- [Prompt]
Word for word, restate the line containing "Result<impl IntoResponse, ApiError>" and all the lines that come after it in the entries below. Include nothing from before it.
Top of Supplied data
// handlers/public/user.rs - POST /api/user/register and POST /api/user/login

use axum::{
    extract::State,
    http::header,
    response::IntoResponse,
};

use crate::database::models::{LoginUser, RegisterUser, User};
use crate::error::ApiError;
use crate::middleware::{ApiResponse, ApiResult, Valid, TOKEN_COOKIE};
use crate::services::UserService;

/**
 * POST /api/user/register - Create a new account with role `user`
 *
 * Expected Input:
 * ```json
 * { "username": "alice", "email": "alice@example.com", "password": "at least 8 chars" }
 * ```
 */
pub async fn register(
    State(users): State<UserService>,
    Valid(input): Valid<RegisterUser>,
) -> ApiResult<User> {
    let user = users.register(input).await?;
    Ok(ApiResponse::success(user))
}

/**
 * POST /api/user/login - Exchange credentials for a JWT
 *
 * The token is returned in the body and also set as an HttpOnly `token`
 * cookie for browser clients.
 *
 * Expected Output (Success):
 * ```json
 * {
 *   "success": true,
 *   "data": { "token": "eyJhbGciOiJIUzI1NiI...", "expiresIn": 86400, "user": { ... } }
 * }
 * ```
 */
pub async fn login(
    State(users): State<UserService>,
    Valid(input): Valid<LoginUser>,
) -> Result<impl IntoResponse, ApiError> {
    let session = users.login(input).await?;
    let cookie = format!(
        "{}={}; HttpOnly; Path=/; SameSite=Lax; Max-Age={}",
        TOKEN_COOKIE, session.token, session.expires_in
    );

    Ok(([(header::SET_COOKIE, cookie)], ApiResponse::success(session)))
}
Bottom of Supplied data
- [Your response]
) -> Result<impl IntoResponse, ApiError> {
    let session = users.login(input).await?;
    let cookie = format!(
        "{}={}; HttpOnly; Path=/; SameSite=Lax; Max-Age={}",
        TOKEN_COOKIE, session.token, session.expires_in
    );

    Ok(([(header::SET_COOKIE, cookie)], ApiResponse::success(session)))
}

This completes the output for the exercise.